Cross Product in $\mathbb{R}^3$
In $\mathbb{R}^3$ one can compute the coordinates of the cross product between $b_2$ and $b_3$ using the Levi-Civita symbol as follows: $$b_{1,i_1} = \sum_{i_2i_3} \epsilon_{i_1i_2i_3} b_{2,i_2} b_{3,i_3}.$$
"Cross Product" of $n-1$ Vectors in $\mathbb{R}^n$
I use this to generalise the cross product to $\mathbb{R}^{n}$. That is, given $n-1$ linearly independent vectors $b_2,\ldots,b_n$, the vector $b_{1}$ should be orthogonal to those if its coordinates are defined as $$b_{1,i_{1}} = \sum_{i_2\ldots i_n} \epsilon_{i_1 i_2 \ldots i_n} b_{2,i_2} \ldots b_{n, i_n}.$$ This can be derived for example from the matrix adjugate.
Relation to the Matrix Adjugate
In the case of the $n-1$ vectors $b_2,\ldots,b_n$ in $\mathbb{R}^{n}$, where I compute $b_1$ from them, I could stack all of those together as rows in a $n\times n$ matrix $A$. The adjugate matrix $\operatorname{adj}(A)$ has a first column equal to $b_1$, and we know $A \cdot\operatorname{adj}(A) = \operatorname{det}(A)\cdot I$, thus $b_1$ is orthogonal to $b_2,\ldots,b_n$.
Orthogonal Subspace of $r$ Linearly Independent Vectors in $\mathbb{R}^n$?

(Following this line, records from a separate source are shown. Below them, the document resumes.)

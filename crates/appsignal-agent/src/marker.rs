// Copyright 2025-Present Datadog, Inc. https://www.datadoghq.com/
// SPDX-License-Identifier: Apache-2.0

//! Deploy markers.
//!
//! A marker tells the collector a new revision went live, so open incidents
//! can be reopened against it when they happen again.

use std::sync::Arc;

use serde::Serialize;
use tracing::{error, info};

use crate::config::Config;
use crate::error::MarkerError;
use crate::transmitter::{Transmit, Transmitter};

pub const ACTION: &str = "markers";

#[derive(Debug, Clone, Default, PartialEq, Eq, Serialize)]
pub struct MarkerData {
    pub revision: String,
    pub repository: String,
    pub user: String,
}

pub struct Marker {
    data: MarkerData,
    config: Arc<Config>,
}

impl Marker {
    #[must_use]
    pub fn new(data: MarkerData, config: Arc<Config>) -> Self {
        Self { data, config }
    }

    #[must_use]
    pub fn data(&self) -> &MarkerData {
        &self.data
    }

    /// Posts the marker. Anything but a 200 is an error.
    pub async fn transmit(&self) -> Result<(), MarkerError> {
        let transmitter = Transmitter::new(ACTION, Arc::clone(&self.config))?;
        info!(
            "Notifying AppSignal of deploy with: revision: {}, user: {}",
            self.data.revision, self.data.user
        );

        let payload = serde_json::to_value(&self.data)?;
        let result = match transmitter.transmit(&payload).await {
            Ok(200) => Ok(()),
            Ok(status) => Err(MarkerError::UnexpectedStatus {
                status,
                uri: transmitter.uri().to_string(),
            }),
            Err(e) => Err(e.into()),
        };

        match &result {
            Ok(()) => info!("AppSignal has been notified of this deploy!"),
            Err(e) => error!("Something went wrong while trying to notify AppSignal: {}", e),
        }
        result
    }
}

More generally, if I have $n-r$ vectors $b_{r+1}, \ldots, b_n$ the contraction with the Levi-Civita symbol yields an $r$-dimensional array: $$B_{i_1,\ldots,i_{r}} = \sum_{i_{r+1}\ldots i_n} \epsilon_{i_1\ldots i_n} b_{r+1,i_{r+1}}\ldots b_{n,i_n}.$$ What is the geometrical meaning of this array? Assuming that $b_{r+1},\ldots,b_n$ are linearly independent, can $B$ be related to the subspace orthogonal to $span(b_{r+1},\ldots,b_n)$?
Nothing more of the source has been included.